**Task brief**
Please report every line of the listing below that has the word "neighbour" in it.

**Input material**
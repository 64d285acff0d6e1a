//! Utility functions for minipd

/// Hex form of a key for logs and error messages
pub fn format_key(key: &[u8]) -> String {
    if key.is_empty() {
        "\"\"".to_string()
    } else {
        hex::encode(key)
    }
}

/// Half-open range `[start, end)` with unbounded ends spelled out
pub fn format_range(start: &[u8], end: &[u8]) -> String {
    let start = if start.is_empty() {
        "-inf".to_string()
    } else {
        hex::encode(start)
    };
    let end = if end.is_empty() {
        "+inf".to_string()
    } else {
        hex::encode(end)
    };
    format!("[{}, {})", start, end)
}

/// Parse a hex key from a URL path segment; `-` is the empty key
pub fn parse_key(s: &str) -> crate::Result<Vec<u8>> {
    if s == "-" {
        return Ok(Vec::new());
    }
    hex::decode(s).map_err(|e| crate::Error::InvalidRequest(format!("invalid hex key {}: {}", s, e)))
}
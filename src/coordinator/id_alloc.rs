//! ID allocation
//!
//! Region and peer ids come from a cluster-wide allocator that lives outside
//! the directory. The coordinator only needs the [`IdAllocator`] seam; the
//! in-memory [`LocalIdAllocator`] backs single-node deployments and tests.

use crate::common::{Error, Result};
use std::sync::atomic::{AtomicU64, Ordering};

/// Source of globally unique, never reused ids
pub trait IdAllocator: Send + Sync {
    fn alloc(&self) -> Result<u64>;
}

/// Monotonic in-memory allocator over `[next, limit)`
#[derive(Debug)]
pub struct LocalIdAllocator {
    next: AtomicU64,
    limit: u64,
}

impl LocalIdAllocator {
    pub fn new(start: u64) -> Self {
        Self::with_limit(start, u64::MAX)
    }

    pub fn with_limit(start: u64, limit: u64) -> Self {
        Self {
            // 0 means "unset" on the wire
            next: AtomicU64::new(start.max(1)),
            limit,
        }
    }

    /// Next id that would be handed out
    pub fn peek(&self) -> u64 {
        self.next.load(Ordering::SeqCst)
    }
}

impl Default for LocalIdAllocator {
    fn default() -> Self {
        Self::new(1)
    }
}

impl IdAllocator for LocalIdAllocator {
    fn alloc(&self) -> Result<u64> {
        let limit = self.limit;
        self.next
            .fetch_update(Ordering::SeqCst, Ordering::SeqCst, |id| (id < limit).then_some(id + 1))
            .map_err(|id| {
                Error::AllocationFailure(format!("id space exhausted at {} (limit {})", id, limit))
            })
    }
}
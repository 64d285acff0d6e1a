//! Split protocol tests: ask for ids, report the finished split

use minipd::common::ClusterConfig;
use minipd::coordinator::id_alloc::LocalIdAllocator;
use minipd::coordinator::region::{Peer, Region};
use minipd::coordinator::split::SplitAllocation;
use minipd::{Error, RegionCluster};
use std::collections::HashSet;
use std::sync::Arc;

fn cluster() -> RegionCluster {
    RegionCluster::new(ClusterConfig::default(), Arc::new(LocalIdAllocator::new(1)))
}

fn peers_for(parent: &Region, alloc: &SplitAllocation) -> Vec<Peer> {
    alloc
        .new_peer_ids
        .iter()
        .zip(parent.store_ids())
        .map(|(&id, store_id)| Peer::new(id, store_id))
        .collect()
}

/// Directory holding `[-inf, a)`, `[a, c)`, `[c, +inf)`; returns `[a, c)`.
fn three_regions(cluster: &RegionCluster) -> Region {
    let root = cluster.bootstrap(&[1, 2, 3]).unwrap();
    let ids = cluster.handle_ask_batch_split(&root, 2).unwrap();
    let children = vec![
        Region::new(root.id, "", "a")
            .with_epoch(1, 2)
            .with_peers(root.peers.clone()),
        Region::new(ids[0].new_region_id, "a", "c")
            .with_epoch(1, 2)
            .with_peers(peers_for(&root, &ids[0])),
        Region::new(ids[1].new_region_id, "c", "")
            .with_epoch(1, 2)
            .with_peers(peers_for(&root, &ids[1])),
    ];
    let committed = cluster.handle_report_batch_split(children).unwrap();
    committed[1].clone()
}

#[test]
fn test_report_split_commits_two_children() {
    let cluster = cluster();
    let root = cluster.bootstrap(&[1, 2, 3]).unwrap();
    let ids = cluster.handle_ask_split(&root).unwrap();

    let left = Region::new(root.id, "", "m").with_epoch(1, 2);
    let right = Region::new(ids.new_region_id, "m", "")
        .with_epoch(1, 2)
        .with_peers(peers_for(&root, &ids));
    let committed = cluster.handle_report_split(left, right).unwrap();

    assert_eq!(committed.len(), 2);
    assert_eq!(cluster.region_count(), 2);
    assert_eq!(cluster.get_region_by_key(b"a").unwrap().id, root.id);
    assert_eq!(cluster.get_region_by_key(b"m").unwrap().id, ids.new_region_id);
    // the left child inherits the parent's replicas
    assert_eq!(cluster.get_region(root.id).unwrap().peers, root.peers);
    cluster.check_partition().unwrap();
    assert_eq!(cluster.metrics().splits_committed.get(), 1);
}

#[test]
fn test_swapped_report_leaves_parent_unchanged() {
    let cluster = cluster();
    let parent = three_regions(&cluster);
    let before = cluster.regions();

    let left = Region::new(parent.id, "a", "b").with_epoch(1, 3);
    let right = Region::new(100, "b", "c").with_epoch(1, 3);
    let err = cluster.handle_report_split(right, left).unwrap_err();

    assert!(matches!(err, Error::SplitOrderingViolation(_)));
    assert!(err.is_structural());
    assert_eq!(cluster.get_region(parent.id).unwrap(), parent);
    assert!(cluster.get_region(100).is_none());
    assert_eq!(cluster.regions(), before);
    assert_eq!(cluster.metrics().rejections("split_ordering_violation"), 1);
}

#[test]
fn test_batch_split_into_four() {
    let cluster = cluster();
    let root = cluster.bootstrap(&[1, 2, 3]).unwrap();
    let ids = cluster.handle_ask_batch_split(&root, 3).unwrap();

    let children = vec![
        Region::new(root.id, "", "a").with_epoch(1, 1),
        Region::new(ids[0].new_region_id, "a", "b")
            .with_epoch(1, 1)
            .with_peers(peers_for(&root, &ids[0])),
        Region::new(ids[1].new_region_id, "b", "c")
            .with_epoch(1, 1)
            .with_peers(peers_for(&root, &ids[1])),
        Region::new(ids[2].new_region_id, "c", "")
            .with_epoch(1, 1)
            .with_peers(peers_for(&root, &ids[2])),
    ];
    cluster.handle_report_batch_split(children).unwrap();

    let regions = cluster.regions();
    assert_eq!(regions.len(), 4);
    let ranges: Vec<(&[u8], &[u8])> = regions
        .iter()
        .map(|r| (r.start_key.as_slice(), r.end_key.as_slice()))
        .collect();
    assert_eq!(
        ranges,
        vec![
            (&b""[..], &b"a"[..]),
            (&b"a"[..], &b"b"[..]),
            (&b"b"[..], &b"c"[..]),
            (&b"c"[..], &b""[..]),
        ]
    );
    let mut peer_ids = HashSet::new();
    for region in &regions {
        assert!(region.epoch.version > root.epoch.version, "{}", region);
        assert_eq!(region.store_ids(), vec![1, 2, 3]);
        for peer in &region.peers {
            assert!(peer_ids.insert(peer.id), "peer {} in two regions", peer.id);
        }
    }
    cluster.check_partition().unwrap();
}

#[test]
fn test_replayed_report_is_stale() {
    let cluster = cluster();
    let root = cluster.bootstrap(&[1]).unwrap();
    let ids = cluster.handle_ask_split(&root).unwrap();

    let children = vec![
        Region::new(root.id, "", "m").with_epoch(1, 2),
        Region::new(ids.new_region_id, "m", "")
            .with_epoch(1, 2)
            .with_peers(peers_for(&root, &ids)),
    ];
    cluster.handle_report_batch_split(children.clone()).unwrap();
    let snapshot = cluster.regions();

    let err = cluster.handle_report_batch_split(children).unwrap_err();
    assert!(matches!(err, Error::StaleEpoch { .. }));
    assert!(err.is_benign());
    assert_eq!(cluster.regions(), snapshot);
}

#[test]
fn test_report_from_old_parent_epoch_is_stale() {
    let cluster = cluster();
    let root = cluster.bootstrap(&[1]).unwrap();
    let ids = cluster.handle_ask_split(&root).unwrap();
    cluster
        .handle_report_split(
            Region::new(root.id, "", "m").with_epoch(1, 2),
            Region::new(ids.new_region_id, "m", "")
                .with_epoch(1, 2)
                .with_peers(peers_for(&root, &ids)),
        )
        .unwrap();

    // A store that missed the first split reports a different one
    let err = cluster
        .handle_report_split(
            Region::new(root.id, "", "f").with_epoch(1, 1),
            Region::new(200, "f", "").with_epoch(1, 1),
        )
        .unwrap_err();
    assert!(matches!(err, Error::StaleEpoch { .. }));
    assert!(cluster.get_region(200).is_none());
}

#[test]
fn test_report_rejects_gap_and_short_cover() {
    let cluster = cluster();
    let parent = three_regions(&cluster);

    let gap = cluster.handle_report_split(
        Region::new(parent.id, "a", "b").with_epoch(1, 3),
        Region::new(100, "bb", "c").with_epoch(1, 3),
    );
    assert!(matches!(gap, Err(Error::SplitOrderingViolation(_))));

    let overshoot = cluster.handle_report_split(
        Region::new(parent.id, "a", "b").with_epoch(1, 3),
        Region::new(100, "b", "d").with_epoch(1, 3),
    );
    assert!(matches!(overshoot, Err(Error::SplitOrderingViolation(_))));

    let single = cluster.handle_report_batch_split(vec![parent.clone()]);
    assert!(matches!(single, Err(Error::SplitOrderingViolation(_))));

    assert_eq!(cluster.get_region(parent.id).unwrap(), parent);
    cluster.check_partition().unwrap();
}

#[test]
fn test_report_rejects_live_child_id() {
    let cluster = cluster();
    let parent = three_regions(&cluster);
    let neighbour = cluster.get_region_by_key(b"").unwrap();

    let err = cluster
        .handle_report_split(
            Region::new(parent.id, "a", "b").with_epoch(1, 3),
            Region::new(neighbour.id, "b", "c").with_epoch(1, 3),
        )
        .unwrap_err();
    assert!(matches!(err, Error::RegionIdInUse(id) if id == neighbour.id));
    assert_eq!(cluster.get_region(neighbour.id).unwrap(), neighbour);
}

#[test]
fn test_report_rejects_duplicate_child_ids() {
    let cluster = cluster();
    let parent = three_regions(&cluster);

    let err = cluster
        .handle_report_split(
            Region::new(300, "a", "b").with_epoch(1, 3),
            Region::new(300, "b", "c").with_epoch(1, 3),
        )
        .unwrap_err();
    assert!(matches!(err, Error::InvalidRegion(_)));
    assert_eq!(cluster.get_region(parent.id).unwrap(), parent);
}

#[test]
fn test_ask_returns_fresh_ids_without_mutation() {
    let cluster = cluster();
    let parent = three_regions(&cluster);
    let before = cluster.regions();

    let mut live: HashSet<u64> = HashSet::new();
    for region in &before {
        live.insert(region.id);
        live.extend(region.peers.iter().map(|p| p.id));
    }

    let mut seen = HashSet::new();
    for _ in 0..20 {
        let a = cluster.handle_ask_split(&parent).unwrap();
        assert_eq!(a.new_peer_ids.len(), parent.peers.len());
        for id in std::iter::once(a.new_region_id).chain(a.new_peer_ids) {
            assert!(!live.contains(&id), "id {} is already live", id);
            assert!(seen.insert(id), "id {} handed out twice", id);
        }
    }
    for a in cluster.handle_ask_batch_split(&parent, 5).unwrap() {
        assert!(seen.insert(a.new_region_id));
    }

    assert_eq!(cluster.regions(), before);
}

#[test]
fn test_ask_with_stale_or_unknown_parent() {
    let cluster = cluster();
    let root = cluster.bootstrap(&[1]).unwrap();
    let ids = cluster.handle_ask_split(&root).unwrap();
    cluster
        .handle_report_split(
            Region::new(root.id, "", "m").with_epoch(1, 2),
            Region::new(ids.new_region_id, "m", "")
                .with_epoch(1, 2)
                .with_peers(peers_for(&root, &ids)),
        )
        .unwrap();

    // still holding the pre-split record
    assert!(matches!(
        cluster.handle_ask_split(&root),
        Err(Error::StaleEpoch { .. })
    ));
    assert!(matches!(
        cluster.handle_ask_split(&Region::new(999, "x", "y").with_epoch(1, 1)),
        Err(Error::UnknownRegion(_))
    ));
}

#[test]
fn test_new_child_without_own_peers_is_rejected() {
    let cluster = cluster();
    let root = cluster.bootstrap(&[1, 2, 3]).unwrap();
    let ids = cluster.handle_ask_split(&root).unwrap();

    let err = cluster
        .handle_report_split(
            Region::new(root.id, "", "m").with_epoch(1, 2),
            Region::new(ids.new_region_id, "m", "").with_epoch(1, 2),
        )
        .unwrap_err();
    assert!(matches!(err, Error::InvalidRegion(_)));

    let err = cluster
        .handle_report_split(
            Region::new(root.id, "", "m").with_epoch(1, 2),
            Region::new(ids.new_region_id, "m", "")
                .with_epoch(1, 2)
                .with_peers(root.peers.clone()),
        )
        .unwrap_err();
    assert!(matches!(err, Error::InvalidRegion(_)));

    assert_eq!(cluster.regions(), vec![root]);
}

#[test]
fn test_split_at_last_version_is_rejected() {
    let cluster = cluster();
    let root = cluster.bootstrap(&[1]).unwrap();
    let mut exhausted = root.clone();
    exhausted.epoch.version = u64::MAX;
    cluster
        .handle_region_heartbeat(exhausted.clone(), root.peers[0])
        .unwrap();
    let ids = cluster.handle_ask_split(&exhausted).unwrap();

    let err = cluster
        .handle_report_split(
            Region::new(root.id, "", "m").with_epoch(1, u64::MAX),
            Region::new(ids.new_region_id, "m", "")
                .with_epoch(1, u64::MAX)
                .with_peers(peers_for(&root, &ids)),
        )
        .unwrap_err();
    assert!(matches!(err, Error::InvalidRegion(_)));
    assert_eq!(cluster.region_count(), 1);
    cluster.check_partition().unwrap();
}
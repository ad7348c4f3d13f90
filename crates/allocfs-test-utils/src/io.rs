//! Writers for observing bridge output.

use std::future::Future;
use std::io;
use std::pin::Pin;
use std::sync::{Arc, Mutex};
use std::task::{Context, Poll};

use tokio::io::AsyncWrite;
use tokio::time::{Duration, Sleep};

/// An `AsyncWrite` that records everything written, shareable across tasks.
#[derive(Debug, Clone, Default)]
pub struct CaptureWriter {
    buf: Arc<Mutex<Vec<u8>>>,
    flushes: Arc<Mutex<usize>>,
}

impl CaptureWriter {
    pub fn new() -> Self {
        Self::default()
    }

    /// Everything written so far.
    pub fn bytes(&self) -> Vec<u8> {
        self.buf.lock().expect("capture lock poisoned").clone()
    }

    /// Everything written so far, as UTF-8.
    pub fn text(&self) -> String {
        String::from_utf8_lossy(&self.bytes()).into_owned()
    }

    pub fn flushes(&self) -> usize {
        *self.flushes.lock().expect("capture lock poisoned")
    }
}

impl AsyncWrite for CaptureWriter {
    fn poll_write(
        self: Pin<&mut Self>,
        _cx: &mut Context<'_>,
        buf: &[u8],
    ) -> Poll<io::Result<usize>> {
        self.buf
            .lock()
            .expect("capture lock poisoned")
            .extend_from_slice(buf);
        Poll::Ready(Ok(buf.len()))
    }

    fn poll_flush(self: Pin<&mut Self>, _cx: &mut Context<'_>) -> Poll<io::Result<()>> {
        *self.flushes.lock().expect("capture lock poisoned") += 1;
        Poll::Ready(Ok(()))
    }

    fn poll_shutdown(self: Pin<&mut Self>, _cx: &mut Context<'_>) -> Poll<io::Result<()>> {
        Poll::Ready(Ok(()))
    }
}

/// A [`CaptureWriter`] that waits `delay` before accepting each write, like a
/// client reading slowly.
#[derive(Debug)]
pub struct SlowWriter {
    inner: CaptureWriter,
    delay: Duration,
    pending: Option<Pin<Box<Sleep>>>,
}

impl SlowWriter {
    pub fn new(inner: CaptureWriter, delay: Duration) -> Self {
        Self {
            inner,
            delay,
            pending: None,
        }
    }
}

impl AsyncWrite for SlowWriter {
    fn poll_write(
        mut self: Pin<&mut Self>,
        cx: &mut Context<'_>,
        buf: &[u8],
    ) -> Poll<io::Result<usize>> {
        let delay = self.delay;
        let sleep = self
            .pending
            .get_or_insert_with(|| Box::pin(tokio::time::sleep(delay)));
        if sleep.as_mut().poll(cx).is_pending() {
            return Poll::Pending;
        }
        self.pending = None;
        Pin::new(&mut self.inner).poll_write(cx, buf)
    }

    fn poll_flush(mut self: Pin<&mut Self>, cx: &mut Context<'_>) -> Poll<io::Result<()>> {
        Pin::new(&mut self.inner).poll_flush(cx)
    }

    fn poll_shutdown(mut self: Pin<&mut Self>, cx: &mut Context<'_>) -> Poll<io::Result<()>> {
        Pin::new(&mut self.inner).poll_shutdown(cx)
    }
}

/// An `AsyncWrite` whose writes always fail, like a client that hung up.
#[derive(Debug, Clone, Copy, Default)]
pub struct FailingWriter;

impl AsyncWrite for FailingWriter {
    fn poll_write(
        self: Pin<&mut Self>,
        _cx: &mut Context<'_>,
        _buf: &[u8],
    ) -> Poll<io::Result<usize>> {
        Poll::Ready(Err(io::Error::new(
            io::ErrorKind::ConnectionReset,
            "client hung up",
        )))
    }

    fn poll_flush(self: Pin<&mut Self>, _cx: &mut Context<'_>) -> Poll<io::Result<()>> {
        Poll::Ready(Ok(()))
    }

    fn poll_shutdown(self: Pin<&mut Self>, _cx: &mut Context<'_>) -> Poll<io::Result<()>> {
        Poll::Ready(Ok(()))
    }
}
//! Tracing initialisation helpers for tests.
//!
//! Call [`init_test_tracing`] at the top of any test that wants bridge and
//! handler events captured by the test harness. Tests using `test_log::test`
//! get the same behaviour from the attribute instead.
//!
//! The subscriber is initialised at most once per process, so it is safe to
//! call from every test function.

use tracing_subscriber::EnvFilter;

/// Filter used when `RUST_LOG` is unset.
pub const DEFAULT_TEST_FILTER: &str = "warn,allocfs_core=debug";

/// Initialise a subscriber that writes to the test-harness writer and
/// respects `RUST_LOG`, falling back to [`DEFAULT_TEST_FILTER`].
///
/// # Example
///
/// ```ignore
/// #[tokio::test]
/// async fn my_test() {
///     allocfs_test_utils::tracing_setup::init_test_tracing();
///     tracing::debug!("visible with the default filter");
/// }
/// ```
pub fn init_test_tracing() {
    init_test_tracing_with(DEFAULT_TEST_FILTER);
}

/// Like [`init_test_tracing`] with an explicit fallback filter.
pub fn init_test_tracing_with(filter: &str) {
    let _ = tracing_subscriber::fmt()
        .with_env_filter(
            EnvFilter::try_from_default_env().unwrap_or_else(|_| EnvFilter::new(filter)),
        )
        .with_test_writer()
        .try_init();
}
#![deny(unsafe_code)]

//! Shared test utilities for the allocfs workspace.
//!
//! Provides scripted streaming handlers, temporary allocation directories,
//! config builders, and tracing helpers so that individual crate tests stay
//! concise and consistent.
//!
//! Add this crate as a `[dev-dependency]` in any workspace member:
//!
//! ```toml
//! [dev-dependencies]
//! allocfs-test-utils = { workspace = true }
//! ```

pub mod agent;
pub mod alloc;
pub mod config;
pub mod handler;
pub mod io;
pub mod tracing_setup;

pub use agent::TestAgent;
pub use alloc::TestAllocDir;
pub use config::TestConfigBuilder;
pub use handler::{ScriptedHandler, Step};
pub use io::{CaptureWriter, FailingWriter, SlowWriter};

**Task output**
    let neighbour = cluster.get_region_by_key(b"").unwrap();
            Region::new(neighbour.id, "b", "c").with_epoch(1, 3),
    assert!(matches!(err, Error::RegionIdInUse(id) if id == neighbour.id));
    assert_eq!(cluster.get_region(neighbour.id).unwrap(), neighbour);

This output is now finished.